Exercise goal: How many lines in the records below hold the string "NewUser"? Answer with the number alone.

= Beginning of Section =

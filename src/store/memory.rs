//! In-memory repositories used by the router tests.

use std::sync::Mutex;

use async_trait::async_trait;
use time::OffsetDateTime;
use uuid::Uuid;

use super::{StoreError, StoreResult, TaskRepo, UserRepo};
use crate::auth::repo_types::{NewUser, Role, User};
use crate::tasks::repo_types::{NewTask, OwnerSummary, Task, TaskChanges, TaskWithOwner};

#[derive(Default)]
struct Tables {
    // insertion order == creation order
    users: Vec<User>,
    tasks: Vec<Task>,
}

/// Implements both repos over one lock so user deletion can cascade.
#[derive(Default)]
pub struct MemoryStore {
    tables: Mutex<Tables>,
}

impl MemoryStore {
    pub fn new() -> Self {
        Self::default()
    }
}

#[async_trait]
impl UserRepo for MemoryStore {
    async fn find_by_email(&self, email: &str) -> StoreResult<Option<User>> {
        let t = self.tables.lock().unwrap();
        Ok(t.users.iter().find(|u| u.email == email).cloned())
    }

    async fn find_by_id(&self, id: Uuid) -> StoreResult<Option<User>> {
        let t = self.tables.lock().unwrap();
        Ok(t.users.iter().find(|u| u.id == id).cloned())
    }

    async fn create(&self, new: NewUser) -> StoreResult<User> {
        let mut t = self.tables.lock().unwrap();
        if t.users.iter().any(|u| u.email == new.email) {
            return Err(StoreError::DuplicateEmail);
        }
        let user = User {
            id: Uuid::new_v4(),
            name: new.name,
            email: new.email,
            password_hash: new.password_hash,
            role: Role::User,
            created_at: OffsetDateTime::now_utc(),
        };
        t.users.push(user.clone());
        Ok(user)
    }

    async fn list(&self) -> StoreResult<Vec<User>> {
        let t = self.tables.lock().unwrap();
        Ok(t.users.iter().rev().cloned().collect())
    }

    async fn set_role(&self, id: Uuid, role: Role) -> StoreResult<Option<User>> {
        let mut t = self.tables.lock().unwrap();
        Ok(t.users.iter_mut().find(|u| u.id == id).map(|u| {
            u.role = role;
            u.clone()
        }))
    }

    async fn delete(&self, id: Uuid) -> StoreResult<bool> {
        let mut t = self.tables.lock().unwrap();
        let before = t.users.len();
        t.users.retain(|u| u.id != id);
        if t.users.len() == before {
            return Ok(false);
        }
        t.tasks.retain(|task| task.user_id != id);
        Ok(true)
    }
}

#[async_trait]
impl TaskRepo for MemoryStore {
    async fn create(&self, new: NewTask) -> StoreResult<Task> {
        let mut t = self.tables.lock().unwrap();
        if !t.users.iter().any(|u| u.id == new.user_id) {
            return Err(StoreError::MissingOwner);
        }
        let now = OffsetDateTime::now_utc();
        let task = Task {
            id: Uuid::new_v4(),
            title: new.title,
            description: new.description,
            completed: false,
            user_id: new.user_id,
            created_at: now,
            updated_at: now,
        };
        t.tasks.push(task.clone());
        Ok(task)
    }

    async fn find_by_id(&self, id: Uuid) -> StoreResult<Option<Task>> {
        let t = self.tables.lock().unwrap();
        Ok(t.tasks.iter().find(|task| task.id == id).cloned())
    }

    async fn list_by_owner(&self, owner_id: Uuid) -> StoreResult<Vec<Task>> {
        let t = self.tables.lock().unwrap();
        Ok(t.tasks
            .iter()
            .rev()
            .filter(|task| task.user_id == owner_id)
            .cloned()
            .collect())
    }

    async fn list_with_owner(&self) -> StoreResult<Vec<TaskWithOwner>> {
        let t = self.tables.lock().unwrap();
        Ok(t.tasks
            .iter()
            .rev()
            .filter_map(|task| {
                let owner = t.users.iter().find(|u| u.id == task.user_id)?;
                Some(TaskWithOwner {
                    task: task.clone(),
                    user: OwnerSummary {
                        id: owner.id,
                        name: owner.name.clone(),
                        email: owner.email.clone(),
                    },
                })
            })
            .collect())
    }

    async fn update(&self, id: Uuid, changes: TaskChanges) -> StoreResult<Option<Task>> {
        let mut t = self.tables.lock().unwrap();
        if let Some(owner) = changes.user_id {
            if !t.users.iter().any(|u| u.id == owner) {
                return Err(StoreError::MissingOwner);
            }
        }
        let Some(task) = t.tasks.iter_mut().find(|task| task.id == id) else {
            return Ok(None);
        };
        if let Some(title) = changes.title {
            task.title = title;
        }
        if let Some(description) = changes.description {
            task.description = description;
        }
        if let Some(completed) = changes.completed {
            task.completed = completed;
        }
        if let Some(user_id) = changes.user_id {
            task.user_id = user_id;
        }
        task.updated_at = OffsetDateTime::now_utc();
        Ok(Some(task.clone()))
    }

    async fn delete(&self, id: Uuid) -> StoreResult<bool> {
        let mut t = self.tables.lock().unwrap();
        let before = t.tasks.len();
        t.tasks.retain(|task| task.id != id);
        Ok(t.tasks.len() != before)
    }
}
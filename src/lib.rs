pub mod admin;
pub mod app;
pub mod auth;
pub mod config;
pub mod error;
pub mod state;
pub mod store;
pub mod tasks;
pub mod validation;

= End of Section =

Completed task: 2